Some U.S. Olympians Got West Nile in Brazil, But Not Zika

From - October 9, 2017

Some U.S. Olympians Got West Nile in Brazil, But Not Zika

MONDAY, Oct. 9, 2017 -- The Zika virus was less of a threat than feared for Olympic athletes at the 2016 Summer Games in Brazil. But other mosquito-borne infections struck a number of Americans, a new study reveals.

Of more than 450 Olympians and staffers who provided blood samples, 7 percent tested positive for West Nile virus, dengue fever or chikungunya, researchers found.

These other tropical diseases generally cause much milder symptoms than Zika, which has been linked to devastating birth defects. In rare cases, however, these less-feared infections can be disabling or fatal, the researchers said.

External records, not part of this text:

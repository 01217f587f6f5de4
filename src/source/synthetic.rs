use crate::domain::event::PaymentEvent;
use crate::domain::geofence::GeoPoint;
use crate::source::EventSource;
use anyhow::Result;
use chrono::{DateTime, Utc};
use rand::rngs::StdRng;
use rand::{Rng, SeedableRng};
use rand_distr::{Distribution, LogNormal, Normal};
use std::time::Duration;

#[derive(Debug, Clone)]
pub struct SyntheticConfig {
    pub seed: u64,
    pub interval: Option<Duration>,
    pub limit: Option<u64>,
    pub hotspots: Vec<GeoPoint>,
    pub spread_deg: f64,
    pub start: DateTime<Utc>,
}

impl Default for SyntheticConfig {
    fn default() -> Self {
        Self {
            seed: 42,
            interval: None,
            limit: None,
            hotspots: vec![
                GeoPoint::new(28.6139, 77.2090),
                GeoPoint::new(19.0760, 72.8777),
                GeoPoint::new(12.9716, 77.5946),
                GeoPoint::new(22.5726, 88.3639),
            ],
            spread_deg: 0.05,
            start: DateTime::<Utc>::default(),
        }
    }
}

pub struct SyntheticSource {
    cfg: SyntheticConfig,
    rng: StdRng,
    jitter: Normal<f64>,
    amounts: LogNormal<f64>,
    emitted: u64,
}

impl SyntheticSource {
    pub fn new(cfg: SyntheticConfig) -> Result<Self> {
        let jitter = Normal::new(0.0, cfg.spread_deg.abs())?;
        // median around 250 INR
        let amounts = LogNormal::new(5.5, 0.8)?;
        Ok(Self {
            rng: StdRng::seed_from_u64(cfg.seed),
            cfg,
            jitter,
            amounts,
            emitted: 0,
        })
    }

    fn generate(&mut self) -> PaymentEvent {
        let step = self
            .cfg
            .interval
            .map(|d| d.as_millis() as i64)
            .filter(|ms| *ms > 0)
            .unwrap_or(1_000);
        let observed_at = self.cfg.start + chrono::Duration::milliseconds(step * self.emitted as i64);

        let center = if self.cfg.hotspots.is_empty() {
            GeoPoint::new(20.0, 77.0)
        } else {
            self.cfg.hotspots[self.rng.gen_range(0..self.cfg.hotspots.len())]
        };
        let lat = (center.lat + self.jitter.sample(&mut self.rng)).clamp(-90.0, 90.0);
        let lon = (center.lon + self.jitter.sample(&mut self.rng)).clamp(-180.0, 180.0);
        let amount = (self.amounts.sample(&mut self.rng) * 100.0).round() / 100.0;

        PaymentEvent {
            event_id: uuid::Uuid::from_u128(self.rng.gen()),
            location: GeoPoint::new(lat, lon),
            amount: amount.max(0.01),
            observed_at,
        }
    }
}

#[async_trait::async_trait]
impl EventSource for SyntheticSource {
    fn name(&self) -> &'static str {
        "synthetic"
    }

    async fn next_event(&mut self) -> Result<Option<PaymentEvent>> {
        if self.cfg.limit.is_some_and(|limit| self.emitted >= limit) {
            return Ok(None);
        }
        if let Some(interval) = self.cfg.interval {
            tokio::time::sleep(interval).await;
        }
        let event = self.generate();
        self.emitted += 1;
        Ok(Some(event))
    }
}

#[cfg(test)]
mod tests {
    use super::*;

    async fn drain(cfg: SyntheticConfig) -> Vec<PaymentEvent> {
        let mut source = SyntheticSource::new(cfg).unwrap();
        let mut out = Vec::new();
        while let Some(e) = source.next_event().await.unwrap() {
            out.push(e);
        }
        out
    }

    #[tokio::test]
    async fn same_seed_same_sequence() {
        let cfg = SyntheticConfig {
            limit: Some(20),
            ..SyntheticConfig::default()
        };
        let a = drain(cfg.clone()).await;
        let b = drain(cfg).await;
        assert_eq!(a.len(), 20);
        assert_eq!(a, b);
    }

    #[tokio::test]
    async fn events_are_well_formed_and_ordered() {
        let events = drain(SyntheticConfig {
            limit: Some(100),
            seed: 7,
            ..SyntheticConfig::default()
        })
        .await;
        assert!(events.iter().all(|e| e.check(chrono::Utc::now(), chrono::Duration::zero()).is_ok()));
        assert!(events.windows(2).all(|w| w[0].observed_at < w[1].observed_at));
    }
}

"We all had our Hollywood sunglasses on, and they blinded us to other possibilities," said Marc Couturier, a medical director at Utah's ARUP Laboratories who led the testing. "We ca not forget that West Nile virus has been around for a while, and is still here."

About 1 in 5 people with West Nile complain of fever, aches and pains, vomiting, diarrhea or rash. Fatigue and weakness can last for weeks or longer, according to the U.S. Centers for Disease Control and Prevention.

For this study, University of Utah researchers monitored Americans who attended the Summer Olympics in Rio de Janeiro, held at the peak of Brazil's Zika epidemic. When the travelers returned to the United States, 457 provided blood samples for testing.

None showed signs of Zika, but 32 had been infected with other mosquito-borne viruses. There were 27 cases of West Nile virus, three cases of chikungunya, and two of dengue.

"We were thrilled that there were no cases of Zika," said lead investigator Dr. Carrie Byington. "One of the reasons we think that post-travel diagnostics is really important is because multiple things can cause a similar picture and it's important to know what you had," Byington said in a university news release. She is now with the Texas A&M Health Science Center.